**Work request**
Find the line in the entries below that contains "let service = NetworkService::new(network, transport);". Repeat it exactly, and every line after it through the line that contains "Some(app_id) => network".

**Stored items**
%%
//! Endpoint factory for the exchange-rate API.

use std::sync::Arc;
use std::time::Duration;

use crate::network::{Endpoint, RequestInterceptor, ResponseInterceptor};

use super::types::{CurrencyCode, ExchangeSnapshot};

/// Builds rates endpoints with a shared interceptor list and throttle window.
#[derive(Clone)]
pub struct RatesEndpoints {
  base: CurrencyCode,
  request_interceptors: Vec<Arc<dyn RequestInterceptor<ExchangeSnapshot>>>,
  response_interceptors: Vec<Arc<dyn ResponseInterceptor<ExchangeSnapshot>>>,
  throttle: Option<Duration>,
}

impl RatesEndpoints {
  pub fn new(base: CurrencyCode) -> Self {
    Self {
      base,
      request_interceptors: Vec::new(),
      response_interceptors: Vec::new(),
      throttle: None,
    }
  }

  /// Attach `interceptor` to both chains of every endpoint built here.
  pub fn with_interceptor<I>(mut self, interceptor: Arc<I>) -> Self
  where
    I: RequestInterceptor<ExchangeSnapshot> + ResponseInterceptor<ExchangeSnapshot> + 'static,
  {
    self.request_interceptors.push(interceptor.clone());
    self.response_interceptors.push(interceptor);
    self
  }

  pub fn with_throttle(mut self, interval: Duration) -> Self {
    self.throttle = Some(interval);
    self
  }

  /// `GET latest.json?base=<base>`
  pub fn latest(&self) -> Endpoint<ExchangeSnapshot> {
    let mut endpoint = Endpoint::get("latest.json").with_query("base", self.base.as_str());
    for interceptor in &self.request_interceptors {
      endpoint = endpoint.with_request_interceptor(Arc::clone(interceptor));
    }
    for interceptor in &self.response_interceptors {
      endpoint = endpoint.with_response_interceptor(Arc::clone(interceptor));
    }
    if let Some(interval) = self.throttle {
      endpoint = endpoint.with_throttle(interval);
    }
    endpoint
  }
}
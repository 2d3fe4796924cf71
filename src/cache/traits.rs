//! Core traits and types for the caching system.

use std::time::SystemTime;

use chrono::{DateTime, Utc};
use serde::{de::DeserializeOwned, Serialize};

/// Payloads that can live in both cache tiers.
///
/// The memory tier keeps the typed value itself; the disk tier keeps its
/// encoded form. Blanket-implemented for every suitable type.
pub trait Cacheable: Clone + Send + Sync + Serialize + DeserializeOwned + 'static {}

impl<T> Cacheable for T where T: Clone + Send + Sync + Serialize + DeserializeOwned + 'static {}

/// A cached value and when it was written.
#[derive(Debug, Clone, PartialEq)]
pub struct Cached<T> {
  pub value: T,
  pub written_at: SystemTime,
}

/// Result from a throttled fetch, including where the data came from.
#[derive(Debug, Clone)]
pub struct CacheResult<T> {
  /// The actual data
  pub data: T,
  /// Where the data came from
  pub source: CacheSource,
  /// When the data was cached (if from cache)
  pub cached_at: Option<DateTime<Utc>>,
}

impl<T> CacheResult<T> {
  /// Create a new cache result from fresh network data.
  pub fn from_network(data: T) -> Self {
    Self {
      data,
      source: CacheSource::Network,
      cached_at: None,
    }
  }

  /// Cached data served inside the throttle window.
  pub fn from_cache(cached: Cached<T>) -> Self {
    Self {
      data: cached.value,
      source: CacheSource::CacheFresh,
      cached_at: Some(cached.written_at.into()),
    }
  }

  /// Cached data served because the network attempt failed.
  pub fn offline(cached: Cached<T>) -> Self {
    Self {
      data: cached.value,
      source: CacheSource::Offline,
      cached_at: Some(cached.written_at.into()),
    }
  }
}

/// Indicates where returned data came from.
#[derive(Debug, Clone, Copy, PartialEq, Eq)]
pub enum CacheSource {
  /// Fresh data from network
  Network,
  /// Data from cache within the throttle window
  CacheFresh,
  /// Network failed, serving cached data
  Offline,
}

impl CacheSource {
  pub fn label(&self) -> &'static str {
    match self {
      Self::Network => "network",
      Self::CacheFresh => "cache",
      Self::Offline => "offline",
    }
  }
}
%%
%%
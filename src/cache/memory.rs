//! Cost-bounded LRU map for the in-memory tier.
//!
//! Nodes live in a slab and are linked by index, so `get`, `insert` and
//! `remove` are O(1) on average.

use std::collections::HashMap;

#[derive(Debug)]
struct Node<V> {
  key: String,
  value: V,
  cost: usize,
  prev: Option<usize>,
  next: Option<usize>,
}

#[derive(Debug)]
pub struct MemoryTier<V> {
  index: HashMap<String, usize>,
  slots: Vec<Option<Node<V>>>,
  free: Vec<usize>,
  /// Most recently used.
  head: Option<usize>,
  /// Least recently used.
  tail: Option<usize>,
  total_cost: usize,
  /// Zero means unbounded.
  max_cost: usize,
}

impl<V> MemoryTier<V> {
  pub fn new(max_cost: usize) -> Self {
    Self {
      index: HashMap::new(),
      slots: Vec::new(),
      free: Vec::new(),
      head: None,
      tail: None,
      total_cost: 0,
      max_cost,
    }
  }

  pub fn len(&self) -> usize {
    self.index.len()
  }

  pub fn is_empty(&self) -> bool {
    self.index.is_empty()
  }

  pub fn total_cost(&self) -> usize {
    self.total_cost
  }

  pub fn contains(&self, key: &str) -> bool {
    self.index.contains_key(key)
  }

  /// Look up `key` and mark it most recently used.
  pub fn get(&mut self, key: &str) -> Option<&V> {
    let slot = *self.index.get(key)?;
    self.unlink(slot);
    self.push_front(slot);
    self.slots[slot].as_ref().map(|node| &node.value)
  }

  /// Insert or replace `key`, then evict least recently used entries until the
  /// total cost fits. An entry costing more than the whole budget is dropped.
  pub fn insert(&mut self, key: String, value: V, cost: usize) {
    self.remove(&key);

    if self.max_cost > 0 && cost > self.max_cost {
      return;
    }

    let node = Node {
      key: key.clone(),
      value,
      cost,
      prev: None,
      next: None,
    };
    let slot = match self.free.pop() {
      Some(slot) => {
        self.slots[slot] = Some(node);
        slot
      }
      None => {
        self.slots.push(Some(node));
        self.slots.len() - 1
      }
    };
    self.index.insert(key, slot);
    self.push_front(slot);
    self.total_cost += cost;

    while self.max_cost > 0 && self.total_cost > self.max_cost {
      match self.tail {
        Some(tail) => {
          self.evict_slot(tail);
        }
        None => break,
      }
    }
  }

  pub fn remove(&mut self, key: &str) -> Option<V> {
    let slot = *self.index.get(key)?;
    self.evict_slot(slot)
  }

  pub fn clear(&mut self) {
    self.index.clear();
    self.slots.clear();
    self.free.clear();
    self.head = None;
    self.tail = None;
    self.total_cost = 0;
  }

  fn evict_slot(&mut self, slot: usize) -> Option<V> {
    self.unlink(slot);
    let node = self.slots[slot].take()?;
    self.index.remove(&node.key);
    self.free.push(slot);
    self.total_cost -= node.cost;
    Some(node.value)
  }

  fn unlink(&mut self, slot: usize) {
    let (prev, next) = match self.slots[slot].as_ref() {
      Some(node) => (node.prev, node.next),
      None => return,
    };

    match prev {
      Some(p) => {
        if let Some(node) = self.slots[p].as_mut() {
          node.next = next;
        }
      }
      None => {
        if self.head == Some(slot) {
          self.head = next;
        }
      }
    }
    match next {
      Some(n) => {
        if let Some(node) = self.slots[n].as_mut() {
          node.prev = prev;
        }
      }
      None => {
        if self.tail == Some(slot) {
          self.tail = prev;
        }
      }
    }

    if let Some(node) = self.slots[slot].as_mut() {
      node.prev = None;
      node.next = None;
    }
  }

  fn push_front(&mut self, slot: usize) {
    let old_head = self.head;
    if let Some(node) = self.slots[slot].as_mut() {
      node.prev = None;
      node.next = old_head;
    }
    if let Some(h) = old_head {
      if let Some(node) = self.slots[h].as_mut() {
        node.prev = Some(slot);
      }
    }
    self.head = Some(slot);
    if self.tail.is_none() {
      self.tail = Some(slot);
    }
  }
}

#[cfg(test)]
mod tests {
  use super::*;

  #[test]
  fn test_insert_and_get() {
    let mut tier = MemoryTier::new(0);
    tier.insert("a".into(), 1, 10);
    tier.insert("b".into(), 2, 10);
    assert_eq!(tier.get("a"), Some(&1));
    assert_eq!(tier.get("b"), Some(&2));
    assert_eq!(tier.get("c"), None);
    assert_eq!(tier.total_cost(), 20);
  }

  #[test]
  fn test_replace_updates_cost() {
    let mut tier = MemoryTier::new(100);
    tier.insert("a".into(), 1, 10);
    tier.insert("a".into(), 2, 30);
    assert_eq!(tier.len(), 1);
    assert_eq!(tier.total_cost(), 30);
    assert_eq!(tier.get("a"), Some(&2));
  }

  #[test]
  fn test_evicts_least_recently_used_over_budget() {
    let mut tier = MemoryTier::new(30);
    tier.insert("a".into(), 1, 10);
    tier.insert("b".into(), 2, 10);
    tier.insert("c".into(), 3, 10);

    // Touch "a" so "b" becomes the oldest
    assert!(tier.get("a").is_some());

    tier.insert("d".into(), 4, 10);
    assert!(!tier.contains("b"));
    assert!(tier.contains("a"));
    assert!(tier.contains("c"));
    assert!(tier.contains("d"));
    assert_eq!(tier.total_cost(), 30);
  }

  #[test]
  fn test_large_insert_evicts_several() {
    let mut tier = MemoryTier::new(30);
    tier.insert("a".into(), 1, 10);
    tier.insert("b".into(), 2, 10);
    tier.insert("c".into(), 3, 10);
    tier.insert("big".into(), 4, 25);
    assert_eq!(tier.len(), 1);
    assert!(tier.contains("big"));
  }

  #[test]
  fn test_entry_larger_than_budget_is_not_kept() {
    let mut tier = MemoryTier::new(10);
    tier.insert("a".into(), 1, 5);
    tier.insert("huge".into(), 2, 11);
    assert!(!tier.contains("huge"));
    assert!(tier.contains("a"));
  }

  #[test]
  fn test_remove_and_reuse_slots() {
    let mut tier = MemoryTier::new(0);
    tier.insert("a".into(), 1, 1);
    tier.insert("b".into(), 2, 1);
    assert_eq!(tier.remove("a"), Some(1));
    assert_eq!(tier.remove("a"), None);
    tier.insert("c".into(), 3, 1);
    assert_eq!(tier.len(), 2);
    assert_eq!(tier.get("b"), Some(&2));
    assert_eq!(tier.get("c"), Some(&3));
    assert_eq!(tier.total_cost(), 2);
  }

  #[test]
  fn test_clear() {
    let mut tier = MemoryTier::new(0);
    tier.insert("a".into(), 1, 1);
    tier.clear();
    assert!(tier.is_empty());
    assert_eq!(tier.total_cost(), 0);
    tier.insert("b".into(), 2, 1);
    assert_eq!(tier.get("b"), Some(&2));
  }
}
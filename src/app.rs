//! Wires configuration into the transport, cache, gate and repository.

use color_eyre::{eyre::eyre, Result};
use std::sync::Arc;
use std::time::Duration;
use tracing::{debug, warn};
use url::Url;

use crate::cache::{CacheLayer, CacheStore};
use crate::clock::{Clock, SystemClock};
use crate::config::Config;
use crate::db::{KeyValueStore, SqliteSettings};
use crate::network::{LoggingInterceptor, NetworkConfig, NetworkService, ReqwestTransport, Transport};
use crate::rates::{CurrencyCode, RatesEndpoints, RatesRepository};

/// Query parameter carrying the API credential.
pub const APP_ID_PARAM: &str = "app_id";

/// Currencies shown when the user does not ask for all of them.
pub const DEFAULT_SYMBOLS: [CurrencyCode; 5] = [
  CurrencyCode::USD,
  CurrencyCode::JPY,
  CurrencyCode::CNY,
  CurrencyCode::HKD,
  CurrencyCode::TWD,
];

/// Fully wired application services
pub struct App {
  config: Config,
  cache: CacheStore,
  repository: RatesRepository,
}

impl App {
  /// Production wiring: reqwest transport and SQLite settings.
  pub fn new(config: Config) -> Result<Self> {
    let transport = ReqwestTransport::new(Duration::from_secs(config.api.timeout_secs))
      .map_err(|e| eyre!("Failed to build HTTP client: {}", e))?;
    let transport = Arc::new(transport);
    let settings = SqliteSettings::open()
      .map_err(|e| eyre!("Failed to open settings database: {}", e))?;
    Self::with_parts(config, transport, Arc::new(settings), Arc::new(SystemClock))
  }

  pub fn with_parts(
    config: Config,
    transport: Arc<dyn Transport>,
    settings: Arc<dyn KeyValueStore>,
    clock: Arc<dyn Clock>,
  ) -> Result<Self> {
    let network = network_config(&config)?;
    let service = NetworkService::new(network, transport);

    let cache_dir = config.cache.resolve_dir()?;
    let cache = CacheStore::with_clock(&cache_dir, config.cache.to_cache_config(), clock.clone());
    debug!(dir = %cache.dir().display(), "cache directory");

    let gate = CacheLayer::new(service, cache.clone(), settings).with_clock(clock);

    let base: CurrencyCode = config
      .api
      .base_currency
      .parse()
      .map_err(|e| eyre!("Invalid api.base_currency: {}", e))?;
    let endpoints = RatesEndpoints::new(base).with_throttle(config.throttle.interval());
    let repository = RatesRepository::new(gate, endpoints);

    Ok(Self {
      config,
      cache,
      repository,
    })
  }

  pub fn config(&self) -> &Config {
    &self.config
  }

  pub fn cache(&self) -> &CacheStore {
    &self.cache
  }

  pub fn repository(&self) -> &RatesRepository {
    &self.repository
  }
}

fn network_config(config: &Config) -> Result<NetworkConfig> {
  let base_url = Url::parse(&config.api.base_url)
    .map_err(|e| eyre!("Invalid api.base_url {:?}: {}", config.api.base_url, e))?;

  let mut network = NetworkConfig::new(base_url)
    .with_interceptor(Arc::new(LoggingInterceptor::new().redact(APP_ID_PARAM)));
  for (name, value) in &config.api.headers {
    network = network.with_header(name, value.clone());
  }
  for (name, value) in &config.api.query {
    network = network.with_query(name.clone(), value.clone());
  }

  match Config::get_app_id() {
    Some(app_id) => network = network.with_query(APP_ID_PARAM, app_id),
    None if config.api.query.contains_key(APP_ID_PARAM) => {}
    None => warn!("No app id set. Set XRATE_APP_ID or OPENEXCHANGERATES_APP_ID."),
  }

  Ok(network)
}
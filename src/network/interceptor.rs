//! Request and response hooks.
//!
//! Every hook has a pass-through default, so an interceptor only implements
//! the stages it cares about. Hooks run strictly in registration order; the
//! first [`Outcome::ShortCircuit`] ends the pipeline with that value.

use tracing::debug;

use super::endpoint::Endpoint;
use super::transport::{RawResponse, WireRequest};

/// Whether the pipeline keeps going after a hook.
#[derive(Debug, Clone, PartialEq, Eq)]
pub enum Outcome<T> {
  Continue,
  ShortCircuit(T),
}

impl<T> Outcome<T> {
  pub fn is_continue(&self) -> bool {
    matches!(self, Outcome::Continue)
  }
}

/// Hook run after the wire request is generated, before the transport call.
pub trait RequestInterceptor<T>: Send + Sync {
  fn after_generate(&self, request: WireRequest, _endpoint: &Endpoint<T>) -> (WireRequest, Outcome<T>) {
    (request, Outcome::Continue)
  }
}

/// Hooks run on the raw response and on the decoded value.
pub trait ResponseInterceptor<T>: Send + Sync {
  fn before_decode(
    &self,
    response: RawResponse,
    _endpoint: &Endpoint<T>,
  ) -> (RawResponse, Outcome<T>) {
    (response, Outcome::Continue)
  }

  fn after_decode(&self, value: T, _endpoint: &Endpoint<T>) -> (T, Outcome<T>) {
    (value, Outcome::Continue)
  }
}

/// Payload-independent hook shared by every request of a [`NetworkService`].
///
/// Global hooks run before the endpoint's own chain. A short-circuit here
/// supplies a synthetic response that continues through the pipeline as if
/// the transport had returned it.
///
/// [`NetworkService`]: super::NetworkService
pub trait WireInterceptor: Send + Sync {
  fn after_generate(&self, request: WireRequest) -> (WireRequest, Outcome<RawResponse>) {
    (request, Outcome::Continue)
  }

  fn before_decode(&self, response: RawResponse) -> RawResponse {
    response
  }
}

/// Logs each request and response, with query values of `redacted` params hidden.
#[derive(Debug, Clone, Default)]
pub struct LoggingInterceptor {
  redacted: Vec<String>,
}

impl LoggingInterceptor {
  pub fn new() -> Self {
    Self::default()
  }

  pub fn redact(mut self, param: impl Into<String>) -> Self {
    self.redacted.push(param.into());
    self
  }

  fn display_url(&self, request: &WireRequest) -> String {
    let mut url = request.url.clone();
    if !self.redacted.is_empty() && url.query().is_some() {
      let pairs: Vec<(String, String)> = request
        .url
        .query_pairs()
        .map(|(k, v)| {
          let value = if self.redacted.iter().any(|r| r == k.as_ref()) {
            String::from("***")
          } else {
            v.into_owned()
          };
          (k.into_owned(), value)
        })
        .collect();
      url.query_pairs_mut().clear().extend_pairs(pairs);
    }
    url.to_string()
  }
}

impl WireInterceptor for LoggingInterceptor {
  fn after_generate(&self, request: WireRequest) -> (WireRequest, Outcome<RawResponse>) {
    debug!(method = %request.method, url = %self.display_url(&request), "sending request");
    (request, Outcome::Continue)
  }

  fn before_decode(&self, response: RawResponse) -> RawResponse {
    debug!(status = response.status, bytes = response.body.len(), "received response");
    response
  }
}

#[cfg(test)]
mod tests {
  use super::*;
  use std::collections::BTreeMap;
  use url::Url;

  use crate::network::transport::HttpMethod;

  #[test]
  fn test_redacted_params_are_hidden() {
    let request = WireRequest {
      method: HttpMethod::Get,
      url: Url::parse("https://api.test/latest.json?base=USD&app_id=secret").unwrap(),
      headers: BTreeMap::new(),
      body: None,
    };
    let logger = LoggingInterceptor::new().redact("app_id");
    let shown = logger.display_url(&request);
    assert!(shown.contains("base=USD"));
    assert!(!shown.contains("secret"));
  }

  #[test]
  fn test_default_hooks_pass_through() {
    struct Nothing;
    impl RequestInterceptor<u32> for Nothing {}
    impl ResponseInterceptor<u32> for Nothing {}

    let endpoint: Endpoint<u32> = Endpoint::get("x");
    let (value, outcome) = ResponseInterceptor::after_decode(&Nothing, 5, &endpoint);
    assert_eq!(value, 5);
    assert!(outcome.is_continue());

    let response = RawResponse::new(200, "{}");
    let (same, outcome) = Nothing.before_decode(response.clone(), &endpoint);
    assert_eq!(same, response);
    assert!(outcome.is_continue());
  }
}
%%
%%
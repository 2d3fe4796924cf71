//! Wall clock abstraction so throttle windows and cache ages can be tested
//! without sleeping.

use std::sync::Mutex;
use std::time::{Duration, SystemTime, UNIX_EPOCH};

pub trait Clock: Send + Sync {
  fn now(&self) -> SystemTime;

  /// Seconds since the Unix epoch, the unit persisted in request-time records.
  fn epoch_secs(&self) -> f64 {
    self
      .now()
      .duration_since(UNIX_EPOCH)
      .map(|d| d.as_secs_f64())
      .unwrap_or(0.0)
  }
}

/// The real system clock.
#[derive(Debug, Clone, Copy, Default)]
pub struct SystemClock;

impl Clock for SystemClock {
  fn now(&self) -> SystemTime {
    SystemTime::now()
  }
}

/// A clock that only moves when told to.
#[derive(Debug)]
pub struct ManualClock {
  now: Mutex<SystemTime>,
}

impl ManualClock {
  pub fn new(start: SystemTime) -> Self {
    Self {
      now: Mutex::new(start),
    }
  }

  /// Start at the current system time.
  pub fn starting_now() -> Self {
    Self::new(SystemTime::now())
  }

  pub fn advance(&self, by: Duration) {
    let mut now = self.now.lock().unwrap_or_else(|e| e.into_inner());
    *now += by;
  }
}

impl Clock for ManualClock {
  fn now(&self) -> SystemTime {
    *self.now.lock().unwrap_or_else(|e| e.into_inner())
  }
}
%%
**Response below**
    let service = NetworkService::new(network, transport);

    let cache_dir = config.cache.resolve_dir()?;
    let cache = CacheStore::with_clock(&cache_dir, config.cache.to_cache_config(), clock.clone());
    debug!(dir = %cache.dir().display(), "cache directory");

    let gate = CacheLayer::new(service, cache.clone(), settings).with_clock(clock);

    let base: CurrencyCode = config
      .api
      .base_currency
      .parse()
      .map_err(|e| eyre!("Invalid api.base_currency: {}", e))?;
    let endpoints = RatesEndpoints::new(base).with_throttle(config.throttle.interval());
    let repository = RatesRepository::new(gate, endpoints);

    Ok(Self {
      config,
      cache,
      repository,
    })
  }

  pub fn config(&self) -> &Config {
    &self.config
  }

  pub fn cache(&self) -> &CacheStore {
    &self.cache
  }

  pub fn repository(&self) -> &RatesRepository {
    &self.repository
  }
}

fn network_config(config: &Config) -> Result<NetworkConfig> {
  let base_url = Url::parse(&config.api.base_url)
    .map_err(|e| eyre!("Invalid api.base_url {:?}: {}", config.api.base_url, e))?;

  let mut network = NetworkConfig::new(base_url)
    .with_interceptor(Arc::new(LoggingInterceptor::new().redact(APP_ID_PARAM)));
  for (name, value) in &config.api.headers {
    network = network.with_header(name, value.clone());
  }
  for (name, value) in &config.api.query {
    network = network.with_query(name.clone(), value.clone());
  }

  match Config::get_app_id() {
    Some(app_id) => network = network.with_query(APP_ID_PARAM, app_id),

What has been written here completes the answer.